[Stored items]
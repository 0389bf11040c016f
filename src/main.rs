mod app;
mod cli;
mod config;
mod engine;
mod input;
mod logs;
mod model;
mod projector;
mod scheduler;
mod search;
mod ui;

use anyhow::{Context, Result};
use app::{App, Event, Outcome, SessionSettings, Task};
use clap::Parser;
use cli::CliArgs;
use crossterm::event::{
    Event as TermEvent, EventStream, KeyEventKind, KeyboardEnhancementFlags,
    PopKeyboardEnhancementFlags, PushKeyboardEnhancementFlags,
};
use crossterm::execute;
use crossterm::terminal::{
    EnterAlternateScreen, LeaveAlternateScreen, disable_raw_mode, enable_raw_mode,
    supports_keyboard_enhancement,
};
use engine::DockerEngine;
use futures::StreamExt;
use input::KeyMap;
use ratatui::Terminal;
use ratatui::backend::CrosstermBackend;
use scheduler::{Scheduler, compact_error};
use std::collections::VecDeque;
use std::fs::OpenOptions;
use std::io::{self, Stdout};
use std::path::Path;
use std::process::Stdio;
use std::sync::{Arc, Mutex};
use std::time::Duration;
use tokio::process::Command as TokioCommand;
use tokio::sync::mpsc;
use tracing::{debug, info, warn};
use tracing_subscriber::EnvFilter;

type TuiTerminal = Terminal<CrosstermBackend<Stdout>>;

#[tokio::main]
async fn main() -> Result<()> {
    let args = CliArgs::parse();
    init_tracing(&args.log_filter, args.log_file.as_deref())?;

    let (config, config_error) = match config::load(args.config.as_deref()) {
        Ok(loaded) => {
            if let Some(source) = &loaded.source {
                info!("loaded config from {}", source.display());
            }
            (loaded.config, None)
        }
        Err(error) => {
            warn!("config ignored: {error:#}");
            (config::AppConfig::default(), Some(compact_error(&error)))
        }
    };
    let keymap = KeyMap::from_bindings(&config.keybindings);

    let engine = match DockerEngine::connect().await {
        Ok(engine) => engine,
        Err(error) => {
            eprintln!("error: {}", compact_error(&error));
            std::process::exit(1);
        }
    };

    let settings = SessionSettings {
        refresh_interval: Duration::from_secs(args.refresh_secs.max(1)),
        log_tail: args.log_tail.max(1),
    };
    let mut app = App::new(settings, config.ui);
    if let Some(error) = config_error {
        app.set_status(format!("Config ignored: {error}"));
    } else if !keymap.invalid_specs().is_empty() {
        warn!("invalid key specs: {:?}", keymap.invalid_specs());
        app.set_status(format!(
            "Ignored invalid key bindings: {}",
            keymap.invalid_specs().join(", ")
        ));
    }

    run(&mut app, &keymap, Arc::new(engine)).await
}

fn init_tracing(level_filter: &str, log_file: Option<&Path>) -> Result<()> {
    let filter = EnvFilter::try_new(level_filter)
        .or_else(|_| EnvFilter::try_new("info"))
        .context("failed to initialize tracing filter")?;

    let builder = tracing_subscriber::fmt()
        .with_env_filter(filter)
        .with_target(false)
        .compact();
    match log_file {
        Some(path) => {
            let file = OpenOptions::new()
                .create(true)
                .append(true)
                .open(path)
                .with_context(|| format!("failed to open log file {}", path.display()))?;
            let _ = builder
                .with_ansi(false)
                .with_writer(Mutex::new(file))
                .try_init();
        }
        None => {
            let _ = builder.with_writer(std::io::sink).try_init();
        }
    }

    Ok(())
}

async fn run(app: &mut App, keymap: &KeyMap, engine: Arc<DockerEngine>) -> Result<()> {
    let (tx, rx) = mpsc::unbounded_channel::<Event>();
    let scheduler = Scheduler::new(engine, tx);

    let (mut terminal, keyboard_enhanced) = init_terminal()?;
    let run_result = run_loop(&mut terminal, app, keymap, &scheduler, rx).await;
    let restore_result = restore_terminal(&mut terminal, keyboard_enhanced);

    match (run_result, restore_result) {
        (Err(run_error), Err(restore_error)) => Err(anyhow::anyhow!(
            "{run_error:#}\nterminal restore error: {restore_error:#}"
        )),
        (Err(error), _) => Err(error),
        (_, Err(error)) => Err(error),
        (Ok(()), Ok(())) => Ok(()),
    }
}

fn init_terminal() -> Result<(TuiTerminal, bool)> {
    enable_raw_mode().context("failed to enable raw mode")?;
    let mut stdout = io::stdout();
    let keyboard_enhanced = matches!(supports_keyboard_enhancement(), Ok(true));
    if keyboard_enhanced {
        execute!(
            stdout,
            EnterAlternateScreen,
            PushKeyboardEnhancementFlags(
                KeyboardEnhancementFlags::DISAMBIGUATE_ESCAPE_CODES
                    | KeyboardEnhancementFlags::REPORT_ALTERNATE_KEYS
            )
        )
        .context("failed to enter alternate screen with keyboard enhancement")?;
    } else {
        execute!(stdout, EnterAlternateScreen).context("failed to enter alternate screen")?;
    }
    let backend = CrosstermBackend::new(stdout);
    let mut terminal = Terminal::new(backend).context("failed to create terminal backend")?;
    terminal.clear().context("failed to clear terminal")?;
    Ok((terminal, keyboard_enhanced))
}

fn restore_terminal(terminal: &mut TuiTerminal, keyboard_enhanced: bool) -> Result<()> {
    if keyboard_enhanced {
        execute!(terminal.backend_mut(), PopKeyboardEnhancementFlags)
            .context("failed to pop keyboard enhancement flags")?;
    }
    disable_raw_mode().context("failed to disable raw mode")?;
    execute!(terminal.backend_mut(), LeaveAlternateScreen)
        .context("failed to leave alternate screen")?;
    terminal.show_cursor().context("failed to show cursor")?;
    Ok(())
}

async fn run_loop(
    terminal: &mut TuiTerminal,
    app: &mut App,
    keymap: &KeyMap,
    scheduler: &Scheduler,
    mut rx: mpsc::UnboundedReceiver<Event>,
) -> Result<()> {
    let size = terminal.size().context("failed to read terminal size")?;
    let tasks = app.apply(Event::Resize {
        width: size.width,
        height: size.height,
    });
    dispatch(terminal, app, scheduler, tasks).await;
    let tasks = app.bootstrap();
    dispatch(terminal, app, scheduler, tasks).await;

    let mut reader = EventStream::new();
    loop {
        terminal
            .draw(|frame| ui::render(frame, app, keymap))
            .context("failed to render terminal frame")?;

        if !app.running() {
            break;
        }

        tokio::select! {
            maybe_event = reader.next() => {
                match maybe_event {
                    Some(Ok(TermEvent::Key(key))) if key.kind == KeyEventKind::Press => {
                        if let Some(action) =
                            input::map_key(keymap, app.mode(), app.view_mode(), key)
                        {
                            debug!("action={action:?}");
                            let tasks = app.apply(Event::Action(action));
                            dispatch(terminal, app, scheduler, tasks).await;
                        }
                    }
                    Some(Ok(TermEvent::Resize(width, height))) => {
                        let tasks = app.apply(Event::Resize { width, height });
                        dispatch(terminal, app, scheduler, tasks).await;
                    }
                    Some(Ok(_)) => {}
                    Some(Err(error)) => {
                        app.set_status(format!("terminal event error: {error}"));
                    }
                    None => {
                        app.set_status("terminal event stream closed");
                        break;
                    }
                }
            }
            maybe_event = rx.recv() => {
                if let Some(event) = maybe_event {
                    let tasks = app.apply(event);
                    dispatch(terminal, app, scheduler, tasks).await;
                }
            }
        }
    }

    Ok(())
}

/// Hands tasks to the scheduler. The interactive shell needs the terminal, so
/// it runs here in the foreground and its outcome is applied immediately.
async fn dispatch(
    terminal: &mut TuiTerminal,
    app: &mut App,
    scheduler: &Scheduler,
    tasks: Vec<Task>,
) {
    let mut queue = VecDeque::from(tasks);
    while let Some(task) = queue.pop_front() {
        match task {
            Task::Shell { container_id, name } => {
                let result = run_docker_shell(terminal, &container_id)
                    .await
                    .map_err(|error| compact_error(&error));
                queue.extend(app.apply(Event::Completed(Outcome::Shell { name, result })));
            }
            task => scheduler.submit(task),
        }
    }
}

async fn run_docker_shell(terminal: &mut TuiTerminal, container_id: &str) -> Result<()> {
    let shell = engine::detect_shell(container_id).await;
    debug!("exec {shell} in {container_id}");
    suspend_terminal_for_subprocess(terminal)?;

    let run_result = TokioCommand::new("docker")
        .arg("exec")
        .arg("-it")
        .arg(container_id)
        .arg(&shell)
        .stdin(Stdio::inherit())
        .stdout(Stdio::inherit())
        .stderr(Stdio::inherit())
        .status()
        .await
        .with_context(|| format!("failed to run docker exec for {container_id}"));
    let restore_result = resume_terminal_after_subprocess(terminal);

    let status = match (run_result, restore_result) {
        (Err(run_error), Err(restore_error)) => {
            return Err(anyhow::anyhow!(
                "{run_error:#}\nterminal resume error: {restore_error:#}"
            ));
        }
        (Err(error), _) => return Err(error),
        (_, Err(error)) => return Err(error),
        (Ok(status), Ok(())) => status,
    };

    if status.success() {
        Ok(())
    } else {
        Err(anyhow::anyhow!("{shell} exited with {status}"))
    }
}

fn suspend_terminal_for_subprocess(terminal: &mut TuiTerminal) -> Result<()> {
    disable_raw_mode().context("failed to disable raw mode for subprocess")?;
    execute!(terminal.backend_mut(), LeaveAlternateScreen)
        .context("failed to leave alternate screen for subprocess")?;
    terminal
        .show_cursor()
        .context("failed to show cursor for subprocess")?;
    Ok(())
}

fn resume_terminal_after_subprocess(terminal: &mut TuiTerminal) -> Result<()> {
    enable_raw_mode().context("failed to re-enable raw mode after subprocess")?;
    execute!(terminal.backend_mut(), EnterAlternateScreen)
        .context("failed to re-enter alternate screen after subprocess")?;
    terminal
        .clear()
        .context("failed to clear terminal after subprocess")?;
    Ok(())
}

_Aim of the task_. Up to and including the line with "use ratatui::Terminal;", print every line of the records from the start.

_Written solution_.
repository 0389bf11040c016f
filename src/main.rs
mod app;
mod cli;
mod config;
mod engine;
mod input;
mod logs;
mod model;
mod projector;
mod scheduler;
mod search;
mod ui;

use anyhow::{Context, Result};
use app::{App, Event, Outcome, SessionSettings, Task};
use clap::Parser;
use cli::CliArgs;
use crossterm::event::{
    Event as TermEvent, EventStream, KeyEventKind, KeyboardEnhancementFlags,
    PopKeyboardEnhancementFlags, PushKeyboardEnhancementFlags,
};
use crossterm::execute;
use crossterm::terminal::{
    EnterAlternateScreen, LeaveAlternateScreen, disable_raw_mode, enable_raw_mode,
    supports_keyboard_enhancement,
};
use engine::DockerEngine;
use futures::StreamExt;
use input::KeyMap;
use ratatui::Terminal;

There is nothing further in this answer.